++++ Provided data ++++

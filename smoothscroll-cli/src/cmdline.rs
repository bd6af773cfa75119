//! Command-line argument parsing, in the small hand-rolled handler-table
//! style rather than pulling in an argument-parsing crate for two flags.

use std::env::{args_os, ArgsOs};
use std::ffi::OsString;
use std::path::PathBuf;

#[derive(Default)]
pub struct Args {
    /// path to a settings file, overriding the platform default
    pub config: Option<PathBuf>,
}

impl Args {
    pub fn from_env_or_exit() -> Self {
        let mut this = Self::default();

        let mut args = args_os();
        if args.next().is_none() {
            return this;
        }

        while let Some(hdr_os) = args.next() {
            let handler_info = HANDLER_TABLE.iter().find(|p| hdr_os == p.0);

            if let Some((hdr, handler)) = handler_info {
                handler.handle(&mut this, hdr, &mut args);
            } else {
                if let Some(hdr) = hdr_os.to_str() {
                    eprintln!("error: found an unexpected argument '{hdr}'");
                } else {
                    eprintln!("error: found an unexpected argument");
                }
                std::process::exit(1);
            }
        }

        this
    }
}

static HANDLER_TABLE: &[(&str, &(dyn ArgHandler<Args> + Send + Sync))] = &[
    ("-h", &(handle_help as fn(&mut Args))),
    ("--help", &(handle_help as fn(&mut Args))),
    ("--config", &(handle_config as fn(&mut Args, OsString))),
];

fn display_help_and_exit() -> ! {
    println!(
        "OpenSmoothScroll
Intercepts the mouse wheel and replays it as a smooth, physics-based scroll.

USAGE:
    smoothscroll-cli [OPTIONS]

FLAGS:
    -h, --help            display help information

OPTIONS:
    --config <PATH>       path to a settings.toml file (default: platform config dir)"
    );
    std::process::exit(0);
}

trait ArgHandler<Ctx> {
    fn handle(&self, ctx: &mut Ctx, arg_hdr: &str, args_iter: &mut ArgsOs);
}

impl<Ctx> ArgHandler<Ctx> for fn(&mut Ctx) {
    fn handle(&self, ctx: &mut Ctx, _arg_hdr: &str, _args_iter: &mut ArgsOs) {
        self(ctx);
    }
}

impl<Ctx> ArgHandler<Ctx> for fn(&mut Ctx, OsString) {
    fn handle(&self, ctx: &mut Ctx, arg_hdr: &str, args_iter: &mut ArgsOs) {
        if let Some(value) = args_iter.next() {
            self(ctx, value);
        } else {
            eprintln!("error: the argument '{arg_hdr}' requires a value");
            std::process::exit(1);
        }
    }
}

fn handle_help<T>(_: &mut T) {
    display_help_and_exit();
}

fn handle_config(args: &mut Args, value: OsString) {
    args.config = Some(value.into());
}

++++

◆ Requirement ◆
Find out how many lines in the listing contain the word "argument", and respond with that number only.

◆ Solution ◆
5